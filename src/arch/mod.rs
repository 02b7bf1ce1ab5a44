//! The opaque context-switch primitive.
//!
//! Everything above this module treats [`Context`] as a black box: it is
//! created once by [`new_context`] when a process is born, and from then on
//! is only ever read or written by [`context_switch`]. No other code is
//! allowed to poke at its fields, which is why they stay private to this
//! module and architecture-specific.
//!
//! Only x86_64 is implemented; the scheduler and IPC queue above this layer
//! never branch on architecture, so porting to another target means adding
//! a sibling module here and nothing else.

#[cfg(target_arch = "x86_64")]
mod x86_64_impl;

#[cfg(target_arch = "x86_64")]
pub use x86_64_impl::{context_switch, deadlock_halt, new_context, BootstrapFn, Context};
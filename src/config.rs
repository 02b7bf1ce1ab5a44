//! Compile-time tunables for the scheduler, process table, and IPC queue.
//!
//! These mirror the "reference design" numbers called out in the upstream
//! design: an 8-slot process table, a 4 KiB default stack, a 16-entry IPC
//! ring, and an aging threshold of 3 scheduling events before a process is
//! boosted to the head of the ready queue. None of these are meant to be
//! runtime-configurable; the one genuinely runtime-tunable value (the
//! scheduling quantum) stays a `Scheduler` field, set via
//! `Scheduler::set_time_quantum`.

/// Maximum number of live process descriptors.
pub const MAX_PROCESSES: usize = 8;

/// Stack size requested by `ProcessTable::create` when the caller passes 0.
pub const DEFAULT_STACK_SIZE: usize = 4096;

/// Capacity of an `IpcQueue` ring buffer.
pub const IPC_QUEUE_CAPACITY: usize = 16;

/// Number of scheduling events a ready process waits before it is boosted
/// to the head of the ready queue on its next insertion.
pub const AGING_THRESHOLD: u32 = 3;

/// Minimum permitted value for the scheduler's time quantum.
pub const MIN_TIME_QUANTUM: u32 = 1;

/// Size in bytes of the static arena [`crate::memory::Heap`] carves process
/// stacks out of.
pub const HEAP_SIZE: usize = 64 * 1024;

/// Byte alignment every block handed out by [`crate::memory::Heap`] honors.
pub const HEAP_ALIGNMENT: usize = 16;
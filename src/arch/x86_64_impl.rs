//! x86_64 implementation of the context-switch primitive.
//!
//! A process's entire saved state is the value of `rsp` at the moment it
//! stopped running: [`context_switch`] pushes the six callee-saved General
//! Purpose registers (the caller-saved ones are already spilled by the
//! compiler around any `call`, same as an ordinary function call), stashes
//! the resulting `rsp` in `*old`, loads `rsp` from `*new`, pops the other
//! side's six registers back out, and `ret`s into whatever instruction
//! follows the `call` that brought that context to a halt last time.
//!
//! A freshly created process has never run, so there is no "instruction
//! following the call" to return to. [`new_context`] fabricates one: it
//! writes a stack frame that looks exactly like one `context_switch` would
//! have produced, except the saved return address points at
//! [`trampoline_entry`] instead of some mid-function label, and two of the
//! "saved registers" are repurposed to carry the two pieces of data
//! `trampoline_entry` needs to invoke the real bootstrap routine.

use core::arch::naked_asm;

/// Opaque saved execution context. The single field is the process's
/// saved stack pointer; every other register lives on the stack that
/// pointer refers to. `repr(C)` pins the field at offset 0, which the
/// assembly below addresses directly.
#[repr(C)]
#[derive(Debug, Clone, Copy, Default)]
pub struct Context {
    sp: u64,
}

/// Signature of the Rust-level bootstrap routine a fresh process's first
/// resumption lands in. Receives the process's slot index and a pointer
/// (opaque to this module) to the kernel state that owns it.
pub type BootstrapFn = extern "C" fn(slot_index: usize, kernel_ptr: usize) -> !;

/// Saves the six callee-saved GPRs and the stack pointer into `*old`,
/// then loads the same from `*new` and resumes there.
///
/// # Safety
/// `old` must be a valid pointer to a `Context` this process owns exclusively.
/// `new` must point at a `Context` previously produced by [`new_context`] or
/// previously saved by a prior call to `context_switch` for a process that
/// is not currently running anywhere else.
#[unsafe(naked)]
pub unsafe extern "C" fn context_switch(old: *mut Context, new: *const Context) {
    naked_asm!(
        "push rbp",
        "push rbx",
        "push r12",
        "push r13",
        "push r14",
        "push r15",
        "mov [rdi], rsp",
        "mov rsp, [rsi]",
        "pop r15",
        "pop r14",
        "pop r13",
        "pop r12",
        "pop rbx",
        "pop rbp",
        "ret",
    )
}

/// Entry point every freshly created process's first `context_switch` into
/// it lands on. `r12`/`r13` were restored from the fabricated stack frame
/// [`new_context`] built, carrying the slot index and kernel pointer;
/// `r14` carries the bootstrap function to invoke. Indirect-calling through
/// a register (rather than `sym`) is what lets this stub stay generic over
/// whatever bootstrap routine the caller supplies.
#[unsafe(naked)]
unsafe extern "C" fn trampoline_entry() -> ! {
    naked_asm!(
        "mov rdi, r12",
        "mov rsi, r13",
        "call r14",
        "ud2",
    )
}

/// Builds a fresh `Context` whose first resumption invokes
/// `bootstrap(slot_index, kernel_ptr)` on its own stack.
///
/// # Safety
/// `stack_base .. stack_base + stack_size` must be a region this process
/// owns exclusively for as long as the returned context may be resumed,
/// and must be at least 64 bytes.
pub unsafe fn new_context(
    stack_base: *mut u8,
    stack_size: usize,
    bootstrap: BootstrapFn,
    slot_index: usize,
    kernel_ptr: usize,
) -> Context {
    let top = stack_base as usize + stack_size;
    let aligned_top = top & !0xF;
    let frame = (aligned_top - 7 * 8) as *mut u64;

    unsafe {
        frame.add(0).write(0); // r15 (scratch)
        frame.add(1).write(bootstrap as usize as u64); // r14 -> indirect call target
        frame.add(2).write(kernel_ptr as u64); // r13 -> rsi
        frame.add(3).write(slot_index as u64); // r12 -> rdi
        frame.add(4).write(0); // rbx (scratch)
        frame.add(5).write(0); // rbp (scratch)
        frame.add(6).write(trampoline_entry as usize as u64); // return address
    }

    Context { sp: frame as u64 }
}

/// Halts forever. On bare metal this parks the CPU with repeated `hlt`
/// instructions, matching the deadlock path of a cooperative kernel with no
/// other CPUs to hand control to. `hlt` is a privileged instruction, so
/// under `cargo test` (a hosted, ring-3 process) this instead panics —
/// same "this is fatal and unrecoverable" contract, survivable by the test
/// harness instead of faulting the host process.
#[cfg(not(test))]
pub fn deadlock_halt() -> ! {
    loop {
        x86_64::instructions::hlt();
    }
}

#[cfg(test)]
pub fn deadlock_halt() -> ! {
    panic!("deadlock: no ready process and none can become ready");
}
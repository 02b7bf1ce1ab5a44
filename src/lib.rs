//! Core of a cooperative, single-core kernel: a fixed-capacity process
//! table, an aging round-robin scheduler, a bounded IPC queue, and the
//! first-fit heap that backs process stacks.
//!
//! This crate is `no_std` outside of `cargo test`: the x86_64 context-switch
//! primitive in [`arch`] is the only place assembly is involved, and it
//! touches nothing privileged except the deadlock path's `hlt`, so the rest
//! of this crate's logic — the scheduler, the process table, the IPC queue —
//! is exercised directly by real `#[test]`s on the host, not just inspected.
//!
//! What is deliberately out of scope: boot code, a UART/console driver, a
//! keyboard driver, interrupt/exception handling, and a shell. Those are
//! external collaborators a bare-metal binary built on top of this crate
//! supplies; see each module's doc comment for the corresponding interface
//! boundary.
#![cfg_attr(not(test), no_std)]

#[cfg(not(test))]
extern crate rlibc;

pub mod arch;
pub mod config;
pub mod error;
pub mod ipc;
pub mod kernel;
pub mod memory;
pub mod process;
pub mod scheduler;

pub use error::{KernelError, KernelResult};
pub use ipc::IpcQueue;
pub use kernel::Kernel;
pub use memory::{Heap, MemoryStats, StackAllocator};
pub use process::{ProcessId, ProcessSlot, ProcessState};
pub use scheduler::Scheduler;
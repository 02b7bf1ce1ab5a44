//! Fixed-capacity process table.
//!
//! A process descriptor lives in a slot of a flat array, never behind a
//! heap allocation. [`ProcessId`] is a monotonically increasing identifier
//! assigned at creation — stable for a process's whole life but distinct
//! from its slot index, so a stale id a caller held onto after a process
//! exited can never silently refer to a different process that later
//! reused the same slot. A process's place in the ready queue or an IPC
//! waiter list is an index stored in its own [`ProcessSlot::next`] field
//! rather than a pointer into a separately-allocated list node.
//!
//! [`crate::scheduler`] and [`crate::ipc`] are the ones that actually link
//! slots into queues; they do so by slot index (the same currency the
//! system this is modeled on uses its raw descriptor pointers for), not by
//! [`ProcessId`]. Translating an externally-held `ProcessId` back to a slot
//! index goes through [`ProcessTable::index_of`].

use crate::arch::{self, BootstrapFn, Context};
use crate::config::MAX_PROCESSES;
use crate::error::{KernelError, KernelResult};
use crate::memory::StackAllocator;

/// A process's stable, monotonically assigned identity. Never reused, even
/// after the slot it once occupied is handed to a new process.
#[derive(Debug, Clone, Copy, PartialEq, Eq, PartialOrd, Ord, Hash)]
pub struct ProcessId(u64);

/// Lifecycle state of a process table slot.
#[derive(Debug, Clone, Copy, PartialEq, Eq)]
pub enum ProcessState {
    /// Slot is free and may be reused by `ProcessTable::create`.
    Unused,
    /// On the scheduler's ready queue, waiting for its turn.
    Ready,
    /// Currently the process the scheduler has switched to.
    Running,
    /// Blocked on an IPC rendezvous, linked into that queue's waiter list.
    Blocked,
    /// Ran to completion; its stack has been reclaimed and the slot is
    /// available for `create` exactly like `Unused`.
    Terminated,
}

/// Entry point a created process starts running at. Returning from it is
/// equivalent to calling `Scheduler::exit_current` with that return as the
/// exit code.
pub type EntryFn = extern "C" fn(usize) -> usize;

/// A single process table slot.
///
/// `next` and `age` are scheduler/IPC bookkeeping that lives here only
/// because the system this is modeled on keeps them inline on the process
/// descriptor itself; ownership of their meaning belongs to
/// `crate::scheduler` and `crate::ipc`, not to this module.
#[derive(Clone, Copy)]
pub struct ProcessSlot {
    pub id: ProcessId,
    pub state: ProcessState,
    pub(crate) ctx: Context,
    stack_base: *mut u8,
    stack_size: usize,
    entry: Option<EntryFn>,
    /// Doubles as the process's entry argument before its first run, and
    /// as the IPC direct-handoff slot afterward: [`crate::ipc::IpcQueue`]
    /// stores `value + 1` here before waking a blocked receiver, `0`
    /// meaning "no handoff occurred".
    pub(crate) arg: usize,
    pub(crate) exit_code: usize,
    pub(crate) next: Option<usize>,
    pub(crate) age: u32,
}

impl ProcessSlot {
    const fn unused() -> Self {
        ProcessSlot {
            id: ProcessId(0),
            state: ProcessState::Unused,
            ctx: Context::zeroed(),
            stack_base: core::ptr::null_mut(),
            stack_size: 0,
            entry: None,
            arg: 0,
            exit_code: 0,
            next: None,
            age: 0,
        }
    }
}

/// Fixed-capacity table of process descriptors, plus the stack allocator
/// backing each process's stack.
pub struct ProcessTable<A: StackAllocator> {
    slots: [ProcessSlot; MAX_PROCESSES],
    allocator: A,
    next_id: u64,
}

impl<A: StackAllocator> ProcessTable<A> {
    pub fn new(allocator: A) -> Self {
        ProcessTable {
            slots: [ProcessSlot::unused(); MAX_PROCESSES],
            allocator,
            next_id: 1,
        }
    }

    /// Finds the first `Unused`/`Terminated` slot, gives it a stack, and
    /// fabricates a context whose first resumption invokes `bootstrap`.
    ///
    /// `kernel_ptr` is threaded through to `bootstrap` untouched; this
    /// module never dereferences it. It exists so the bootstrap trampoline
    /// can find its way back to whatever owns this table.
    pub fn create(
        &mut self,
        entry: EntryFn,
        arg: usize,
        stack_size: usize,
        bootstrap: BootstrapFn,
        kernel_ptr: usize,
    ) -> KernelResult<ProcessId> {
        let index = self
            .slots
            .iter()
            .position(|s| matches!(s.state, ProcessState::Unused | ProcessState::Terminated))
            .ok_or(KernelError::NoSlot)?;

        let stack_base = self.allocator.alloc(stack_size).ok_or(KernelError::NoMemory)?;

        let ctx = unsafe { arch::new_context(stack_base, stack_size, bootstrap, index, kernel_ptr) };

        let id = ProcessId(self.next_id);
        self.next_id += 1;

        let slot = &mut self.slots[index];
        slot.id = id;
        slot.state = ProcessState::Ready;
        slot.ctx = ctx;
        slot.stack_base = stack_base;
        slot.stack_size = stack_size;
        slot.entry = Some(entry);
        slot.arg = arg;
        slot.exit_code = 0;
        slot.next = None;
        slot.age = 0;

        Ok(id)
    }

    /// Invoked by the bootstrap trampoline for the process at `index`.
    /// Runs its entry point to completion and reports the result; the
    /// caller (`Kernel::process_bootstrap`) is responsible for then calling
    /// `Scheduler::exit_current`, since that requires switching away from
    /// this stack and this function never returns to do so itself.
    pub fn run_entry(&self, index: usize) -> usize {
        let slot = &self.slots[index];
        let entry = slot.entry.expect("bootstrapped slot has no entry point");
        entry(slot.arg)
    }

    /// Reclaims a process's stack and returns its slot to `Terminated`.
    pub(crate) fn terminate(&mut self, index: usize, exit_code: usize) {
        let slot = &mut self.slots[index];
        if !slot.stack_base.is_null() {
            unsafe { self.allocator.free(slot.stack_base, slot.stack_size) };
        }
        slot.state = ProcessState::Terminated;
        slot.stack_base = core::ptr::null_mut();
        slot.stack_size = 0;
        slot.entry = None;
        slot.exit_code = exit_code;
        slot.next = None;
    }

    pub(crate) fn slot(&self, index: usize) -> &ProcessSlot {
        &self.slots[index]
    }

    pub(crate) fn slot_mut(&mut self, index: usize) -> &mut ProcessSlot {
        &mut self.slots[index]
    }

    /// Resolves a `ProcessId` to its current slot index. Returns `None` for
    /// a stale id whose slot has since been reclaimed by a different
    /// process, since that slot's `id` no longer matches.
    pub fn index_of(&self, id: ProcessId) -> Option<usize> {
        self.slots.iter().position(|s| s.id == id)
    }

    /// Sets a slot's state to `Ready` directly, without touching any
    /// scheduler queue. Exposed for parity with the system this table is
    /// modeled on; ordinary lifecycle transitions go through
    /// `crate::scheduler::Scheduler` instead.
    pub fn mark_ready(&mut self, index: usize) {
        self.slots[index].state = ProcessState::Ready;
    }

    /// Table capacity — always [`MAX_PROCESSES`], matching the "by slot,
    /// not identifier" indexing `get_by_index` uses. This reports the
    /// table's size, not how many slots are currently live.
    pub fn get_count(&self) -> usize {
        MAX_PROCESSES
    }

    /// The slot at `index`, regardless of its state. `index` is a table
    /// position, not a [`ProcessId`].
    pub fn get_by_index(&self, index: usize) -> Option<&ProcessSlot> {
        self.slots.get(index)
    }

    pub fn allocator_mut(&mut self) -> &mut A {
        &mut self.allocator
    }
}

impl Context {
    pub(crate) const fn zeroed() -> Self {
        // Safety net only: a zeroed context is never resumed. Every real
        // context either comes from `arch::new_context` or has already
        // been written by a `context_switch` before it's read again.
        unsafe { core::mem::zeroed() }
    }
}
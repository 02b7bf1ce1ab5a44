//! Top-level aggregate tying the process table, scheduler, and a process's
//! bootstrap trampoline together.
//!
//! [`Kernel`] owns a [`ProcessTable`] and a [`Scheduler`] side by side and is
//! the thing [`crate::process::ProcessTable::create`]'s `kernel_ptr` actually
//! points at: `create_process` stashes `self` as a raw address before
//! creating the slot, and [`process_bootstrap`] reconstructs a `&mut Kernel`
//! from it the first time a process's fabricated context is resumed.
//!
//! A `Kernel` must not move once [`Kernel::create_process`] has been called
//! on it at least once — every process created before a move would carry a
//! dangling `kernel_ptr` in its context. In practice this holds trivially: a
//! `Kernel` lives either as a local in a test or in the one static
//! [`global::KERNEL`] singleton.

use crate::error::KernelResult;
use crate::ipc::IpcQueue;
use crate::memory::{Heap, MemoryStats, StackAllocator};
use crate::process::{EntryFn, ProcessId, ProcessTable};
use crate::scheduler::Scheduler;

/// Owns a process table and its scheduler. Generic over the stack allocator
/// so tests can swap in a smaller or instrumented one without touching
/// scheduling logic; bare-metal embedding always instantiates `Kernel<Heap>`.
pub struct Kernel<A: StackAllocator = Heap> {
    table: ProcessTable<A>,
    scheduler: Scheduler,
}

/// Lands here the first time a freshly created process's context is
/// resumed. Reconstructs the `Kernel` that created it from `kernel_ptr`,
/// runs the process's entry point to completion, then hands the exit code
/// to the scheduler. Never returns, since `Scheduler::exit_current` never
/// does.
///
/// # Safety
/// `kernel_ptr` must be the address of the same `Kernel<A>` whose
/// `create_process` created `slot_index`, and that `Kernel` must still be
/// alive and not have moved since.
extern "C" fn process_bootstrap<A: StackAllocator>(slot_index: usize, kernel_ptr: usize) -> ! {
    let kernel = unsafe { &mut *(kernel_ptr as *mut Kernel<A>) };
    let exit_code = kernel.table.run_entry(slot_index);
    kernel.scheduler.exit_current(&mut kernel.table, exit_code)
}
#####
Restate word for word the entries above, starting at the line with "filename src/lib.rs" and ending at the line with "pub use kernel::Kernel;", inclusive, and no others.

*TASK RESPONSE*.
filename src/lib.rs
//! Core of a cooperative, single-core kernel: a fixed-capacity process
//! table, an aging round-robin scheduler, a bounded IPC queue, and the
//! first-fit heap that backs process stacks.
//!
//! This crate is `no_std` outside of `cargo test`: the x86_64 context-switch
//! primitive in [`arch`] is the only place assembly is involved, and it
//! touches nothing privileged except the deadlock path's `hlt`, so the rest
//! of this crate's logic — the scheduler, the process table, the IPC queue —
//! is exercised directly by real `#[test]`s on the host, not just inspected.
//!
//! What is deliberately out of scope: boot code, a UART/console driver, a
//! keyboard driver, interrupt/exception handling, and a shell. Those are
//! external collaborators a bare-metal binary built on top of this crate
//! supplies; see each module's doc comment for the corresponding interface
//! boundary.
#![cfg_attr(not(test), no_std)]

#[cfg(not(test))]
extern crate rlibc;

pub mod arch;
pub mod config;
pub mod error;
pub mod ipc;
pub mod kernel;
pub mod memory;
pub mod process;
pub mod scheduler;

pub use error::{KernelError, KernelResult};
pub use ipc::IpcQueue;
pub use kernel::Kernel;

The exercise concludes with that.